Last January, when the Tiger Woods PGA Tour series announced it would bring The Masters Tournament and Augusta National's golf course to American consoles for the first time, I made the assumption that Dave Loggins' lilting piano ballad would be a part of the game. It wasn't. A publicist emailed me to quickly correct that "a variation" on "Augusta"—part of every Masters broadcast since 1980—would be used in the game. Ultimately, no such song was included.
For whatever reasons—licensing, money, exclusivity, tradition, CBS, whatever—the one song everyone expected didn't make it into last year's game. That was going to change this year, said Sean Wilson, the game's lead producer.
"The team really wanted it, as always, because we are big fans," Wilson told me. "But I'd say Augusta (National) was the main impetus behind it making it in this year. We got permission this year to use the song and they really wanted to make it a part of the collector's edition, as the song is obviously very special to them."
This song is only heard if you bought the collector's edition (or the controversial content upgrade for it.) What's strange is that, in starting up the game during my review, with the collector's content, from Thursday to Saturday, I never once heard it. I could have been out of the room or had the TV muted as I did other work, but the game will occasionally open without "Augusta."
In fact, I accidentally left video capture on for a full hour as the game sat in a menu. It didn't play once during that span. You may get "Augusta" as the introductory song, but if it doesn't play then, it won't at all.
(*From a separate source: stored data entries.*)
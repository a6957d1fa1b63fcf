//! # Event Catalog
//!
//! Listing and creation of events. Visibility rules depend on whether the caller is
//! an admin; the caller's role is decided upstream and passed in.

use crate::error::{PaymentError, PaymentResult};
use crate::event::{Event, EventFilter, EventReport, NewEvent};
use crate::store::BoxedEventStore;
use serde::{de, Deserialize, Deserializer, Serialize};
use tracing::{info, instrument};
use uuid::Uuid;

/// Query parameters of the listing call
#[derive(Debug, Clone, Default, Deserialize)]
pub struct EventQuery {
    #[serde(default)]
    pub id: Option<String>,
    /// Admin only
    #[serde(default, rename = "ishidden", deserialize_with = "query_flag")]
    pub is_hidden: Option<bool>,
    /// Admin only
    #[serde(
        default,
        rename = "showcustomerdetails",
        deserialize_with = "query_flag"
    )]
    pub show_customer_details: Option<bool>,
}

/// `true`/`false` in any case; an empty value counts as absent.
fn query_flag<'de, D>(deserializer: D) -> Result<Option<bool>, D::Error>
where
    D: Deserializer<'de>,
{
    let Some(raw) = Option::<String>::deserialize(deserializer)? else {
        return Ok(None);
    };
    let value = raw.trim();
    if value.is_empty() {
        Ok(None)
    } else if value.eq_ignore_ascii_case("true") {
        Ok(Some(true))
    } else if value.eq_ignore_ascii_case("false") {
        Ok(Some(false))
    } else {
        Err(de::Error::custom(format!(
            "expected `true` or `false`, got `{}`",
            value
        )))
    }
}

impl EventQuery {
    fn event_id(&self) -> PaymentResult<Option<Uuid>> {
        match self.id.as_deref().map(str::trim).filter(|s| !s.is_empty()) {
            None => Ok(None),
            Some(raw) => Uuid::parse_str(raw)
                .map(Some)
                .map_err(|_| PaymentError::InvalidInput(format!("Invalid event id: {}", raw))),
        }
    }
}

#[derive(Debug, Clone, PartialEq, Serialize)]
#[serde(untagged)]
pub enum EventListing {
    Events(Vec<Event>),
    Reports(Vec<EventReport>),
}

impl EventListing {
    pub fn len(&self) -> usize {
        match self {
            EventListing::Events(events) => events.len(),
            EventListing::Reports(reports) => reports.len(),
        }
    }

    pub fn is_empty(&self) -> bool {
        self.len() == 0
    }
}

pub struct EventCatalog {
    store: BoxedEventStore,
}

impl EventCatalog {
    pub fn new(store: BoxedEventStore) -> Self {
        Self { store }
    }

    /// List events newest first. Non-admins only ever see visible events and never
    /// the customer report.
    #[instrument(skip(self, query))]
    pub async fn find(&self, query: &EventQuery, is_admin: bool) -> PaymentResult<EventListing> {
        let id = query.event_id()?;

        let filter = if is_admin {
            EventFilter {
                id,
                is_hidden: query.is_hidden,
            }
        } else {
            EventFilter::public(id)
        };

        let events = self.store.list_events(&filter).await?;

        if !(is_admin && query.show_customer_details.unwrap_or(false)) {
            return Ok(EventListing::Events(events));
        }

        let ids: Vec<Uuid> = events.iter().map(|e| e.id).collect();
        let rows = self.store.purchases_for_events(&ids).await?;
        Ok(EventListing::Reports(
            events
                .into_iter()
                .map(|event| EventReport::build(event, &rows))
                .collect(),
        ))
    }

    #[instrument(skip(self, event), fields(title = %event.title))]
    pub async fn create(&self, event: &NewEvent) -> PaymentResult<Event> {
        event.validate()?;
        let created = self.store.create_event(event).await?;
        info!(event_id = %created.id, hidden = created.is_hidden, "Event created");
        Ok(created)
    }
}
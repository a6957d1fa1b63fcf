//! # Payment Signature
//!
//! The gateway signs `order_id|payment_id` with the account secret using
//! HMAC-SHA256 and hands the hex digest to the client, which posts it back.

use crate::error::{PaymentError, PaymentResult};
use hmac::{Hmac, Mac};
use sha2::Sha256;

type HmacSha256 = Hmac<Sha256>;

/// Hex digest of `HMAC-SHA256(secret, order_id|payment_id)`
pub fn compute_payment_signature(
    secret: &str,
    order_id: &str,
    payment_id: &str,
) -> PaymentResult<String> {
    let mut mac = HmacSha256::new_from_slice(secret.as_bytes())
        .map_err(|e| PaymentError::Internal(format!("HMAC key rejected: {}", e)))?;
    mac.update(order_id.as_bytes());
    mac.update(b"|");
    mac.update(payment_id.as_bytes());
    Ok(hex::encode(mac.finalize().into_bytes()))
}

/// True iff `signature` is the digest for this order/payment pair
pub fn verify_payment_signature(
    secret: &str,
    order_id: &str,
    payment_id: &str,
    signature: &str,
) -> PaymentResult<bool> {
    let expected = compute_payment_signature(secret, order_id, payment_id)?;
    Ok(constant_time_compare(&expected, signature))
}

fn constant_time_compare(a: &str, b: &str) -> bool {
    if a.len() != b.len() {
        return false;
    }
    a.bytes()
        .zip(b.bytes())
        .fold(0, |acc, (x, y)| acc | (x ^ y))
        == 0
}

#[cfg(test)]
mod tests {
    use super::*;

    #[test]
    fn test_signature_is_deterministic_hex() {
        let a = compute_payment_signature("secret", "order_1", "pay_1").unwrap();
        let b = compute_payment_signature("secret", "order_1", "pay_1").unwrap();
        assert_eq!(a, b);
        assert_eq!(a.len(), 64);
        assert!(a.chars().all(|c| c.is_ascii_hexdigit()));
    }

    #[test]
    fn test_separator_binds_both_ids() {
        let a = compute_payment_signature("secret", "order_1", "2pay").unwrap();
        let b = compute_payment_signature("secret", "order_12", "pay").unwrap();
        assert_ne!(a, b);
    }

    #[test]
    fn test_verify() {
        let sig = compute_payment_signature("secret", "order_1", "pay_1").unwrap();
        assert!(verify_payment_signature("secret", "order_1", "pay_1", &sig).unwrap());
        assert!(!verify_payment_signature("other", "order_1", "pay_1", &sig).unwrap());
        assert!(!verify_payment_signature("secret", "order_1", "pay_2", &sig).unwrap());
        assert!(!verify_payment_signature("secret", "order_1", "pay_1", "deadbeef").unwrap());
    }

    #[test]
    fn test_constant_time_compare() {
        assert!(constant_time_compare("abc123", "abc123"));
        assert!(!constant_time_compare("abc123", "abc124"));
        assert!(!constant_time_compare("abc", "abcd"));
    }
}
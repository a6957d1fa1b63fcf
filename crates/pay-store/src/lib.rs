//! # pay-store
//!
//! PostgreSQL persistence for event-checkout-rs.
//!
//! ```rust,ignore
//! use pay_store::{PgStore, StoreConfig};
//!
//! let pool = StoreConfig::from_env()?.connect().await?;
//! let store = PgStore::new(pool);
//! store.migrate().await?;
//! ```

pub mod config;
pub mod pg;

// Re-exports
pub use config::StoreConfig;
pub use pg::PgStore;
Then, when you play The Masters in your created golfer's career mode, it will be a part of the broadcast presentation.
And that's it. "Augusta" is listed in the EA TRAX menu but you cannot force the game to play the song. Wilson said this was a design choice of the EA Sports Tiburon team.
"You don't get it in Play Now (mode) because we wanted the Career Mode to feel like you were actually there," Wilson said.
The discretion with which this song is used—and it was not once promoted as a feature of the Collector's Edition, to my knowledge—matches the decorum of the song's famously conservative namesake. As hard as I have been on the game's DLC practices, I concede that most serious golf fans find the song essential for their own trip to The Masters, and they'll probably suck it up and pay the freight.
For me, I like not being able to play that song whenever I want to—such as when I'm playing another golf course, say Kiawah Island, for example. (You may turn menu music on as you play on a course) It should be special, and it should be saved for a single place and event. We're going to hear "Augusta" enough between now and Sunday in the broadcasts of the real tournament, anyway, so to subject it to overplaying in a video game would be a disservice to a special song and the man who composed it.
"Getting this song in the game meant a ton to me," Wilson said. "The Masters is the one tournament that is played on the same course every year, and that song always told you it was Augusta week, and the Masters had arrived. For those of us in their 30s and 40s, we grew up with that song. It brings me back to some of my earliest memories of golf, and to somewhat my youth. I almost feel like a teenager again."